--- EXERCISE DETAILS ---
What lines in the following entries hold the word "limiting"? Copy each one.

[Start of Attachment]

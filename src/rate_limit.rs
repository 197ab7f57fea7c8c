//! Rate limiting for the login endpoint.
//!
//! Uses a token bucket algorithm with per-IP tracking to slow down password guessing.

use axum::{
    extract::{Request, State},
    middleware::Next,
    response::{IntoResponse, Response},
};
use governor::{Quota, RateLimiter, clock::DefaultClock, state::keyed::DefaultKeyedStateStore};
use std::{num::NonZeroU32, sync::Arc};
use tracing::warn;

use crate::api::ApiError;
use crate::auth::extract_client_ip;

/// Per-IP rate limiter.
pub type IpLimiter = RateLimiter<String, DefaultKeyedStateStore<String>, DefaultClock>;

/// Login attempts allowed per minute per IP.
const LOGIN_PER_MIN: NonZeroU32 = NonZeroU32::new(10).unwrap();

/// Burst allowance before the per-minute rate applies.
const LOGIN_BURST: NonZeroU32 = NonZeroU32::new(5).unwrap();

/// Key used when no client address can be determined (e.g. in-process tests).
const UNKNOWN_CLIENT: &str = "unknown";

#[derive(Clone)]
pub struct RateLimitConfig {
    pub login: Arc<IpLimiter>,
    pub trust_proxy: bool,
}

impl RateLimitConfig {
    pub fn new(trust_proxy: bool) -> Self {
        Self::with_quota(
            Quota::per_minute(LOGIN_PER_MIN).allow_burst(LOGIN_BURST),
            trust_proxy,
        )
    }

    pub fn with_quota(quota: Quota, trust_proxy: bool) -> Self {
        Self {
            login: Arc::new(RateLimiter::keyed(quota)),
            trust_proxy,
        }
    }
}

/// Middleware for rate limiting login attempts.
pub async fn rate_limit_login(
    State(config): State<RateLimitConfig>,
    request: Request,
    next: Next,
) -> Response {
    let ip = extract_client_ip(&request, config.trust_proxy)
        .unwrap_or_else(|| UNKNOWN_CLIENT.to_string());

    match config.login.check_key(&ip) {
        Ok(_) => next.run(request).await,
        Err(_) => {
            warn!(ip = %ip, "Login rate limit exceeded");
            ApiError::too_many_requests(
                "Too many login attempts. Please wait before trying again.",
            )
            .into_response()
        }
    }
}
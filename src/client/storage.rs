//! Durable storage for client-side session state.
//!
//! Values live in named slots. A missing slot reads as `None`.

use std::collections::HashMap;
use std::io;
use std::path::{Path, PathBuf};
use std::sync::Mutex;

/// Named-slot key/value storage that outlives the process (or pretends to).
pub trait TokenStorage: Send + Sync {
    fn get(&self, slot: &str) -> io::Result<Option<String>>;
    fn set(&self, slot: &str, value: &str) -> io::Result<()>;
    fn remove(&self, slot: &str) -> io::Result<()>;
}

/// One file per slot inside a directory.
#[derive(Debug, Clone)]
pub struct FileStorage {
    dir: PathBuf,
}

impl FileStorage {
    /// The directory is created on first write.
    pub fn new(dir: impl Into<PathBuf>) -> Self {
        Self { dir: dir.into() }
    }

    pub fn dir(&self) -> &Path {
        &self.dir
    }

    fn slot_path(&self, slot: &str) -> io::Result<PathBuf> {
        let valid = !slot.is_empty()
            && slot
                .chars()
                .all(|c| c.is_ascii_alphanumeric() || c == '_' || c == '-');
        if !valid {
            return Err(io::Error::new(
                io::ErrorKind::InvalidInput,
                format!("invalid slot name: {slot:?}"),
            ));
        }
        Ok(self.dir.join(slot))
    }
}

impl TokenStorage for FileStorage {
    fn get(&self, slot: &str) -> io::Result<Option<String>> {
        match std::fs::read_to_string(self.slot_path(slot)?) {
            Ok(content) => Ok(Some(content)),
            Err(e) if e.kind() == io::ErrorKind::NotFound => Ok(None),
            Err(e) => Err(e),
        }
    }

    fn set(&self, slot: &str, value: &str) -> io::Result<()> {
        let path = self.slot_path(slot)?;
        std::fs::create_dir_all(&self.dir)?;
        // Write then rename so a crash never leaves a half-written slot.
        let tmp = self
            .dir
            .join(format!(".{slot}.{}.tmp", uuid::Uuid::new_v4()));
        std::fs::write(&tmp, value)?;
        std::fs::rename(&tmp, path)
    }

    fn remove(&self, slot: &str) -> io::Result<()> {
        match std::fs::remove_file(self.slot_path(slot)?) {
            Err(e) if e.kind() != io::ErrorKind::NotFound => Err(e),
            _ => Ok(()),
        }
    }
}

/// In-process storage for tests and short-lived tools.
#[derive(Debug, Default)]
pub struct MemoryStorage {
    slots: Mutex<HashMap<String, String>>,
}

impl MemoryStorage {
    pub fn new() -> Self {
        Self::default()
    }

    fn lock(&self) -> std::sync::MutexGuard<'_, HashMap<String, String>> {
        self.slots.lock().unwrap_or_else(|e| e.into_inner())
    }
}

impl TokenStorage for MemoryStorage {
    fn get(&self, slot: &str) -> io::Result<Option<String>> {
        Ok(self.lock().get(slot).cloned())
    }

    fn set(&self, slot: &str, value: &str) -> io::Result<()> {
        self.lock().insert(slot.to_string(), value.to_string());
        Ok(())
    }

    fn remove(&self, slot: &str) -> io::Result<()> {
        self.lock().remove(slot);
        Ok(())
    }
}
//! Bearer-token authentication with role-based access control.
//!
//! Access tokens are short-lived and stateless; they travel in the
//! `Authorization: Bearer` header and are verified per request. Refresh tokens
//! live in an HTTP-only cookie and are exchanged at the refresh endpoint.

mod cookie;
mod errors;
mod ip;
mod middleware;
mod types;

pub use cookie::{REFRESH_COOKIE_NAME, clear_refresh_cookie, get_cookie, refresh_cookie};
pub use errors::AuthError;
pub use ip::{HasHeadersAndExtensions, extract_client_ip};
pub use middleware::{auth_and_role, authenticate, authorize, require_auth, require_role};
pub use types::{ADMIN_ONLY, AllowedRoles, AuthGuard, Identity, STAFF};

[End of Attachment]

--- WRITTEN RESPONSE ---
//! Rate limiting for the login endpoint.
/// Middleware for rate limiting login attempts.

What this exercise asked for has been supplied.